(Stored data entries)
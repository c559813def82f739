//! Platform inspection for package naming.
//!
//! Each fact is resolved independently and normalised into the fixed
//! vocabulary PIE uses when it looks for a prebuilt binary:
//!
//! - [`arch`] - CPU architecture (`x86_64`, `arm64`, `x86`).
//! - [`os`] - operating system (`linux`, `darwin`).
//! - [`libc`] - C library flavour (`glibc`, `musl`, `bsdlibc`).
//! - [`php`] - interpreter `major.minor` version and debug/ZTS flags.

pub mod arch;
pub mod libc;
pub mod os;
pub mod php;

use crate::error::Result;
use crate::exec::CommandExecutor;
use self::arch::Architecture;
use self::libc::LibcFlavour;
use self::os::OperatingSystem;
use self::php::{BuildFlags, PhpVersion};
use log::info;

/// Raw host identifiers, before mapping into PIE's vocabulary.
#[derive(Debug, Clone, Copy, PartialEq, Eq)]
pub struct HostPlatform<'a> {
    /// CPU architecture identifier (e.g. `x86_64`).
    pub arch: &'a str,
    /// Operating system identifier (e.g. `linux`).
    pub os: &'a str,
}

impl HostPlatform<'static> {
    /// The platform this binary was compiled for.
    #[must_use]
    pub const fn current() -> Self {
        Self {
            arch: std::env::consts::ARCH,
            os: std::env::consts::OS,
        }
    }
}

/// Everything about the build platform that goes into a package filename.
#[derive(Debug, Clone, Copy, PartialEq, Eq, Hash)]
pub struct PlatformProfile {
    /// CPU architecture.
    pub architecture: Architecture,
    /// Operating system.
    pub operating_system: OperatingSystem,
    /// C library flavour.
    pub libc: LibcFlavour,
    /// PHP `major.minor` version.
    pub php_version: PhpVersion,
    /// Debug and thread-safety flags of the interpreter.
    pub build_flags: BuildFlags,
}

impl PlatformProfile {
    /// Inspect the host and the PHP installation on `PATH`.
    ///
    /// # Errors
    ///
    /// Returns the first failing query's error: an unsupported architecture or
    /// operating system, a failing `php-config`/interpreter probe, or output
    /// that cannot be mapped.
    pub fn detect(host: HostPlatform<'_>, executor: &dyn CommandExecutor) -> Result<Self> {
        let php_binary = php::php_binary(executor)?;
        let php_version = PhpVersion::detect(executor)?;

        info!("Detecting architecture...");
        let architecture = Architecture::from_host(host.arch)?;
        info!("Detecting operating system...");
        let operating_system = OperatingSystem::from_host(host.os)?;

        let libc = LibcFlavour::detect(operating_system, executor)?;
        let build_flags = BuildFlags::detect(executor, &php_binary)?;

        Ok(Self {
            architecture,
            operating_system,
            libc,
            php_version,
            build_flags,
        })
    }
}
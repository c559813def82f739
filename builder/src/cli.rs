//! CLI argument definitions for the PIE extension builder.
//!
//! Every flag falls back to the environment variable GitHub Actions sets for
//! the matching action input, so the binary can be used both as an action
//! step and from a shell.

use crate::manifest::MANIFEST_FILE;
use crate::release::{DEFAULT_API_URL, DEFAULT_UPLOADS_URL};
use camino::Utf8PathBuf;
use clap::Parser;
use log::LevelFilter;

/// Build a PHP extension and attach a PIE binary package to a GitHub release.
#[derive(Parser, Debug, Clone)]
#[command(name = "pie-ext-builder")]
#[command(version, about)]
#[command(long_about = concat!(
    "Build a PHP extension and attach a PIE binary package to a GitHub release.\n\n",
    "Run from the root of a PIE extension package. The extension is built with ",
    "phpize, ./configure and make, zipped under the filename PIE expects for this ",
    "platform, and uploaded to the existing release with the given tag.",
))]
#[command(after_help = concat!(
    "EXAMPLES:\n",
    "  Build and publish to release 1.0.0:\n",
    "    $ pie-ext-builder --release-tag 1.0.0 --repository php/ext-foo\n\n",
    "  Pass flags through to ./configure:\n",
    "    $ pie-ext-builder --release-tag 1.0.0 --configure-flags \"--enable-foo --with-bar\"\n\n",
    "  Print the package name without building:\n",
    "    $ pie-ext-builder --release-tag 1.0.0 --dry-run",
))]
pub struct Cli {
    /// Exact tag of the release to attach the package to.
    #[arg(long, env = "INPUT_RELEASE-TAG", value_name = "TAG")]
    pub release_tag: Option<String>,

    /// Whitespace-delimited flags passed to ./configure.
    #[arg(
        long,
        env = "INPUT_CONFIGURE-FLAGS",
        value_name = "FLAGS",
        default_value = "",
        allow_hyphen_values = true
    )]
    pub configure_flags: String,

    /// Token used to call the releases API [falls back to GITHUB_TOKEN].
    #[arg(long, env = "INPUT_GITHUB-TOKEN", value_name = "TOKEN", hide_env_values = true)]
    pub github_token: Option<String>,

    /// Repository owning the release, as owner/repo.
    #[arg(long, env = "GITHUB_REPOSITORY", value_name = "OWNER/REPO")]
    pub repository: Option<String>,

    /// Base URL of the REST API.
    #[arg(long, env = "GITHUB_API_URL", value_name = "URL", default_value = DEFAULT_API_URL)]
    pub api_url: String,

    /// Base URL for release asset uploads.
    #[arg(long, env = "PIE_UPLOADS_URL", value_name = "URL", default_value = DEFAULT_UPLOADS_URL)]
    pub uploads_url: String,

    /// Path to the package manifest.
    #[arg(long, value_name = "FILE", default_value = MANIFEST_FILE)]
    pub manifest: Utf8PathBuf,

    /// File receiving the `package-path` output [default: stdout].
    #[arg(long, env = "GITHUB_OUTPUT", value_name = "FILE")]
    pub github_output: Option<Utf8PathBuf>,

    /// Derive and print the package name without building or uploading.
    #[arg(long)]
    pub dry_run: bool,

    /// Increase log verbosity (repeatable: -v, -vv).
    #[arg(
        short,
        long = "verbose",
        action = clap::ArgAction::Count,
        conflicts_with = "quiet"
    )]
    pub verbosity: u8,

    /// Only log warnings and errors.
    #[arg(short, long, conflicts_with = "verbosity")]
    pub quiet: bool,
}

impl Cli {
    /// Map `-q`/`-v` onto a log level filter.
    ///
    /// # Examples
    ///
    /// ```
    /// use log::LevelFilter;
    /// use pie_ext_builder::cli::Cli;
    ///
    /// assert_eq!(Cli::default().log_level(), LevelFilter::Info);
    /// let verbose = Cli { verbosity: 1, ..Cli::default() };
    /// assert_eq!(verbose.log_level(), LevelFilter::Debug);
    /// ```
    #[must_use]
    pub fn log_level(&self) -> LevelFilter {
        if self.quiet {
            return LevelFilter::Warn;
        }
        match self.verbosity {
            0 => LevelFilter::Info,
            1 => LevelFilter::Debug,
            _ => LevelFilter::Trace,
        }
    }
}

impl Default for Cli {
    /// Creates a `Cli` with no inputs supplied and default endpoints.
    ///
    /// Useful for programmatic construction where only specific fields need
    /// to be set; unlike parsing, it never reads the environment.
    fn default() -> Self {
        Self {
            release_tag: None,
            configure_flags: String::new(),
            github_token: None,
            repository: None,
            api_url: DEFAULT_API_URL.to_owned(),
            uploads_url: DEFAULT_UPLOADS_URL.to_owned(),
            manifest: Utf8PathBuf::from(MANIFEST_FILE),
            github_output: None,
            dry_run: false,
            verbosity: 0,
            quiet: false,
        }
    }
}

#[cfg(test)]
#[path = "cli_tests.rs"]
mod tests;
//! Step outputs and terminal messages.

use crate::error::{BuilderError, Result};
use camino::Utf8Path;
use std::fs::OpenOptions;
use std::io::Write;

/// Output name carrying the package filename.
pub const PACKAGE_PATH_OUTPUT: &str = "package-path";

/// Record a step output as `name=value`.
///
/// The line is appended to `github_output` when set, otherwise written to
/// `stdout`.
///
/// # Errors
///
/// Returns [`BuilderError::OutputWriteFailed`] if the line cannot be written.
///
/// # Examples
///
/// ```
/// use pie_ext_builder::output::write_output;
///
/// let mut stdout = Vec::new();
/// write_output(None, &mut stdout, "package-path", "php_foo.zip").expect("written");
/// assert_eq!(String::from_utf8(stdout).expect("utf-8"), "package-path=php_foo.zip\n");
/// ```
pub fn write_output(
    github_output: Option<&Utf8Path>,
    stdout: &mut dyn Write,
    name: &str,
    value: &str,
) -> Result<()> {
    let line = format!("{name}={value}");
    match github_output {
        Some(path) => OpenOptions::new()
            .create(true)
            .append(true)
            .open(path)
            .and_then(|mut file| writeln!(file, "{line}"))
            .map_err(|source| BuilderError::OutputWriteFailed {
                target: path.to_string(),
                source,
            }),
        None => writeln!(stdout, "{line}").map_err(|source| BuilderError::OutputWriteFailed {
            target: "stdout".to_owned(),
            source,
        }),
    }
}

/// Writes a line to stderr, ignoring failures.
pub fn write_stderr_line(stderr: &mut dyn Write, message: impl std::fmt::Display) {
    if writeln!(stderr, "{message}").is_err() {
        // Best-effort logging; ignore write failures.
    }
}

▶ _Requirement_: Starting from the records above, copy each line where the string "PlatformProfile" is found.

▶ _Written answer_:
pub struct PlatformProfile {
impl PlatformProfile {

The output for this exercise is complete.